= Zibang Zurenuoc =

Sir Zibang Zurenuoc KBE (September 1927 – 5 February 2008) was a Papua New Guinean businessman and politician.

== Early life ==
Zurenuoc was born at Sattleberg, Finschhafen.

== Career ==

Under the Australian colonial administration, Zurenuoc served as a co-operative officer in the colonial public service in New Ireland. In 1958, he founded the Finschhafen Marketing and Development Co-operative (FMDC), which later became "now famous". He was also a founding director of Mainland Holdings.

Zurenuoc was appointed business representative to the Morobe Constituent Assembly and served as its chairman.

In the 1977 general election—the first after independence—he was elected to the National Parliament as the member for Finschhafen. He later held the positions of Deputy Speaker and government minister. Under Prime Minister Julius Chan in the early 1980s, he served as Minister for Community and Family Services.

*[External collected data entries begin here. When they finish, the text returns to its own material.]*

//! Fetch-validate-store for one media asset.
//!
//! [`Ingestor::ingest`] walks the explicit decision points in order: the
//! existence fast path (no network traffic when the destination is already
//! live and overwrite is off), the retried download, byte-level type
//! validation, content hashing, and the metadata-attached put with a
//! matching-hash skip. A failure here is fatal to this asset only; sibling
//! assets of the same record are unaffected.
//!
//! Per-record side files (raw metadata document and the ordered asset-URL
//! list) are written once the URL list is known, independent of any
//! individual asset's outcome, so a later re-run can discover previously
//! stored assets even after a partial failure.

pub mod sniff;

use sha1::{Digest, Sha1};
use thiserror::Error;
use tracing::{debug, info, instrument};

use crate::http::{FetchClient, FetchError};
use crate::record::Record;
use crate::store::{MediaStore, StoreError, paths};

/// Terminal outcome of one ingest attempt.
#[derive(Debug, Clone, PartialEq, Eq)]
pub enum IngestOutcome {
    /// Bytes were fetched, validated, and stored.
    Stored {
        /// Payload size.
        size_bytes: u64,
        /// Hex-encoded SHA-1 of the payload, computed exactly once here.
        sha1: String,
        /// Sniffed content type.
        content_type: String,
    },
    /// A live object already occupies the destination path; nothing fetched
    /// or written.
    SkippedExists,
    /// The payload sniffed as an error document, discarded without storing.
    InvalidType {
        /// The sniffed type that caused the rejection.
        content_type: String,
    },
}

/// Errors fatal to one asset.
#[derive(Debug, Error)]
pub enum IngestError {
    /// The asset slot has no URL (an unresolvable manifest page).
    #[error("asset {ordinal} of record {record_id} has no resolved URL")]
    UnresolvedUrl {
        /// The record owning the asset.
        record_id: String,
        /// The empty slot's ordinal.
        ordinal: usize,
    },

    /// The download failed after exhausting the retry budget.
    #[error("asset download failed: {0}")]
    Fetch(#[from] FetchError),

    /// The object store rejected a read or write.
    #[error("asset store operation failed: {0}")]
    Store(#[from] StoreError),
}

/// Ingests assets for one partner into the object store.
#[derive(Debug)]
pub struct Ingestor<'a> {
    http: &'a FetchClient,
    store: &'a MediaStore,
    partner: &'a str,
}

impl<'a> Ingestor<'a> {
    /// Creates an ingestor bound to one worker's clients.
    #[must_use]
    pub fn new(http: &'a FetchClient, store: &'a MediaStore, partner: &'a str) -> Self {
        Self { http, store, partner }
    }

    /// Fetches, validates, and stores one asset.
    ///
    /// # Errors
    ///
    /// Returns [`IngestError`] when the slot is unresolved, the download
    /// exhausts its retry budget, or the store fails. Policy skips
    /// (already-exists, invalid type) are outcomes, not errors.
    #[instrument(skip(self, record), fields(record_id = %record.id, ordinal))]
    pub async fn ingest(
        &self,
        record: &Record,
        ordinal: usize,
        source_url: &str,
        overwrite: bool,
    ) -> Result<IngestOutcome, IngestError> {
        let destination = paths::asset_path(self.partner, &record.id, ordinal);

        // Idempotence fast path: no network fetch when the object is live.
        if !overwrite && self.store.exists(&destination).await? {
            debug!(path = %destination, "destination already populated");
            return Ok(IngestOutcome::SkippedExists);
        }

        if source_url.trim().is_empty() {
            return Err(IngestError::UnresolvedUrl {
                record_id: record.id.clone(),
                ordinal,
            });
        }

        let payload = self.http.get_bytes(source_url).await?;

        let content_type =
            sniff::sniff_content_type(&payload.bytes, payload.content_type.as_deref());
        if sniff::is_invalid_media_type(&content_type) {
            info!(
                content_type = %content_type,
                url = %source_url,
                "payload sniffed as an error document, discarding"
            );
            return Ok(IngestOutcome::InvalidType { content_type });
        }

        // The hash is computed once, here, from the fetched bytes. It is
        // never recomputed from a re-upload.
        let sha1_hex = hex_sha1(&payload.bytes);

        // Matching hash at the destination means a prior run already synced
        // these bytes; differing hash means the origin changed and the object
        // is overwritten.
        if let Some(existing) = self.store.head_metadata(&destination).await? {
            if existing.sha1.as_deref() == Some(sha1_hex.as_str()) {
                debug!(path = %destination, "destination already holds identical bytes");
                return Ok(IngestOutcome::SkippedExists);
            }
        }

        let size_bytes = payload.bytes.len() as u64;
        self.store
            .put_with_metadata(&destination, payload.bytes, &content_type, &sha1_hex)
            .await?;

        info!(path = %destination, size_bytes, "asset stored");

        Ok(IngestOutcome::Stored {
            size_bytes,
            sha1: sha1_hex,
            content_type,
        })
    }

    /// Writes the per-record side files: the raw metadata document and the
    /// ordered asset-URL list.
    ///
    /// Called once per record as soon as the URL list is known; safe to call
    /// on re-runs (identical content overwrites identically).
    ///
    /// # Errors
    ///
    /// Returns [`StoreError`] when either write fails.
    #[instrument(skip(self, record, urls), fields(record_id = %record.id))]
    pub async fn write_side_files(
        &self,
        record: &Record,
        urls: &[String],
    ) -> Result<(), StoreError> {
        let metadata = serde_json::to_vec_pretty(&record.raw).unwrap_or_default();
        self.store
            .put_side_file(
                &paths::metadata_path(self.partner, &record.id),
                metadata,
                "application/json",
            )
            .await?;

        let mut file_list = urls.join("\n");
        file_list.push('\n');
        self.store
            .put_side_file(
                &paths::file_list_path(self.partner, &record.id),
                file_list.into_bytes(),
                "text/plain",
            )
            .await?;

        debug!("side files written");
        Ok(())
    }
}

/// Hex-encodes the SHA-1 digest of a byte stream.
#[must_use]
pub fn hex_sha1(bytes: &[u8]) -> String {
    let mut hasher = Sha1::new();
    hasher.update(bytes);
    let digest = hasher.finalize();
    digest.iter().map(|b| format!("{b:02x}")).collect()
}

#[cfg(test)]
#[allow(clippy::unwrap_used)]
mod tests {
    use super::*;

    use serde_json::json;
    use wiremock::matchers::{method, path};
    use wiremock::{Mock, MockServer, ResponseTemplate};

    /// Minimal JPEG magic prefix, enough for type detection.
    const JPEG_MAGIC: &[u8] = &[0xFF, 0xD8, 0xFF, 0xE0, 0x00, 0x10, 0x4A, 0x46, 0x49, 0x46];

    fn test_record() -> Record {
        Record::from_document(json!({
            "id": "abcd1234",
            "sourceResource": {"title": "Test"}
        }))
        .unwrap()
    }

    #[test]
    fn test_hex_sha1_known_vector() {
        // SHA-1("abc")
        assert_eq!(hex_sha1(b"abc"), "a9993e364706816aba3e25717850c26c9cd0d89d");
    }

    #[tokio::test]
    async fn test_ingest_stores_valid_image() {
        let server = MockServer::start().await;
        Mock::given(method("GET"))
            .and(path("/img"))
            .respond_with(
                ResponseTemplate::new(200)
                    .insert_header("Content-Type", "image/jpeg")
                    .set_body_bytes(JPEG_MAGIC),
            )
            .mount(&server)
            .await;

        let http = FetchClient::new();
        let store = MediaStore::in_memory();
        let ingestor = Ingestor::new(&http, &store, "p");
        let record = test_record();

        let outcome = ingestor
            .ingest(&record, 1, &format!("{}/img", server.uri()), false)
            .await
            .unwrap();

        match outcome {
            IngestOutcome::Stored {
                size_bytes,
                sha1,
                content_type,
            } => {
                assert_eq!(size_bytes, JPEG_MAGIC.len() as u64);
                assert_eq!(sha1, hex_sha1(JPEG_MAGIC));
                assert_eq!(content_type, "image/jpeg");
            }
            other => panic!("Expected Stored, got: {other:?}"),
        }

        let meta = store
            .head_metadata(&paths::asset_path("p", "abcd1234", 1))
            .await
            .unwrap()
            .unwrap();
        assert_eq!(meta.sha1.as_deref(), Some(hex_sha1(JPEG_MAGIC).as_str()));
    }

    #[tokio::test]
    async fn test_ingest_second_run_skips_without_fetch() {
        let server = MockServer::start().await;
        Mock::given(method("GET"))
            .and(path("/img"))
            .respond_with(
                ResponseTemplate::new(200)
                    .insert_header("Content-Type", "image/jpeg")
                    .set_body_bytes(JPEG_MAGIC),
            )
            .expect(1)
            .mount(&server)
            .await;

        let http = FetchClient::new();
        let store = MediaStore::in_memory();
        let ingestor = Ingestor::new(&http, &store, "p");
        let record = test_record();
        let url = format!("{}/img", server.uri());

        let first = ingestor.ingest(&record, 1, &url, false).await.unwrap();
        assert!(matches!(first, IngestOutcome::Stored { .. }));

        // Exactly one network fetch across both runs: wiremock enforces it.
        let second = ingestor.ingest(&record, 1, &url, false).await.unwrap();
        assert_eq!(second, IngestOutcome::SkippedExists);
    }

    #[tokio::test]
    async fn test_ingest_overwrite_with_matching_hash_skips_put() {
        let server = MockServer::start().await;
        Mock::given(method("GET"))
            .and(path("/img"))
            .respond_with(
                ResponseTemplate::new(200)
                    .insert_header("Content-Type", "image/jpeg")
                    .set_body_bytes(JPEG_MAGIC),
            )
            .expect(2)
            .mount(&server)
            .await;

        let http = FetchClient::new();
        let store = MediaStore::in_memory();
        let ingestor = Ingestor::new(&http, &store, "p");
        let record = test_record();
        let url = format!("{}/img", server.uri());

        ingestor.ingest(&record, 1, &url, false).await.unwrap();
        // overwrite=true re-fetches but recognizes identical bytes.
        let outcome = ingestor.ingest(&record, 1, &url, true).await.unwrap();
        assert_eq!(outcome, IngestOutcome::SkippedExists);
    }

    #[tokio::test]
    async fn test_ingest_html_error_page_is_invalid_type() {
        let server = MockServer::start().await;
        Mock::given(method("GET"))
            .and(path("/img"))
            .respond_with(
                ResponseTemplate::new(200)
                    .insert_header("Content-Type", "image/jpeg")
                    .set_body_string("<html><body>oops</body></html>"),
            )
            .mount(&server)
            .await;

        let http = FetchClient::new();
        let store = MediaStore::in_memory();
        let ingestor = Ingestor::new(&http, &store, "p");
        let record = test_record();

        let outcome = ingestor
            .ingest(&record, 1, &format!("{}/img", server.uri()), false)
            .await
            .unwrap();
        assert!(matches!(outcome, IngestOutcome::InvalidType { .. }));

        // Nothing stored.
        assert!(
            !store
                .exists(&paths::asset_path("p", "abcd1234", 1))
                .await
                .unwrap()
        );
    }

    #[tokio::test]
    async fn test_ingest_unresolved_slot_is_error() {
        let http = FetchClient::new();
        let store = MediaStore::in_memory();
        let ingestor = Ingestor::new(&http, &store, "p");
        let record = test_record();

        let result = ingestor.ingest(&record, 2, "", false).await;
        assert!(matches!(result, Err(IngestError::UnresolvedUrl { ordinal: 2, .. })));
    }

    #[tokio::test]
    async fn test_ingest_download_failure_is_error() {
        let server = MockServer::start().await;
        Mock::given(method("GET"))
            .respond_with(ResponseTemplate::new(404))
            .mount(&server)
            .await;

        let http = FetchClient::new();
        let store = MediaStore::in_memory();
        let ingestor = Ingestor::new(&http, &store, "p");
        let record = test_record();

        let result = ingestor
            .ingest(&record, 1, &format!("{}/img", server.uri()), false)
            .await;
        assert!(matches!(result, Err(IngestError::Fetch(_))));
    }

    #[tokio::test]
    async fn test_write_side_files_persists_metadata_and_file_list() {
        let http = FetchClient::new();
        let store = MediaStore::in_memory();
        let ingestor = Ingestor::new(&http, &store, "p");
        let record = test_record();
        let urls = vec!["https://a/1".to_string(), String::new(), "https://a/3".to_string()];

        ingestor.write_side_files(&record, &urls).await.unwrap();

        let map = store
            .get_bytes(&paths::metadata_path("p", "abcd1234"))
            .await
            .unwrap();
        let parsed: serde_json::Value = serde_json::from_slice(&map).unwrap();
        assert_eq!(parsed["id"], "abcd1234");

        let list = store
            .get_bytes(&paths::file_list_path("p", "abcd1234"))
            .await
            .unwrap();
        assert_eq!(&list[..], b"https://a/1\n\nhttps://a/3\n");
    }
}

He was the long-time general secretary of the People's Progress Party.

== Honours ==

In 1994, Elizabeth II, Queen of Papua New Guinea, appointed him a Knight Commander of the Order of the British Empire (KBE) on the advice of the Papua New Guinean government, "for community services".

== Family ==

The Zurenuoc family includes several distinguished members:
- His brother Sir Zurewe Zerenuoc was the first Papua New Guinean to head the Evangelical Lutheran Church of Papua New Guinea.
- Another brother, Zure Makili Zurenuoc, was "a pioneer educationist" and also served as MP for Finschhafen after Zibang.
- His nephew Guao Zurenuoc was MP for Finschhafen from 2002 to 2007.
- His son Theo Zurenuoc was MP for Finschhafen from 2007 to 2017.

== Death ==

Zurenuoc died in Port Moresby on 5 February 2008 after undergoing medical treatment.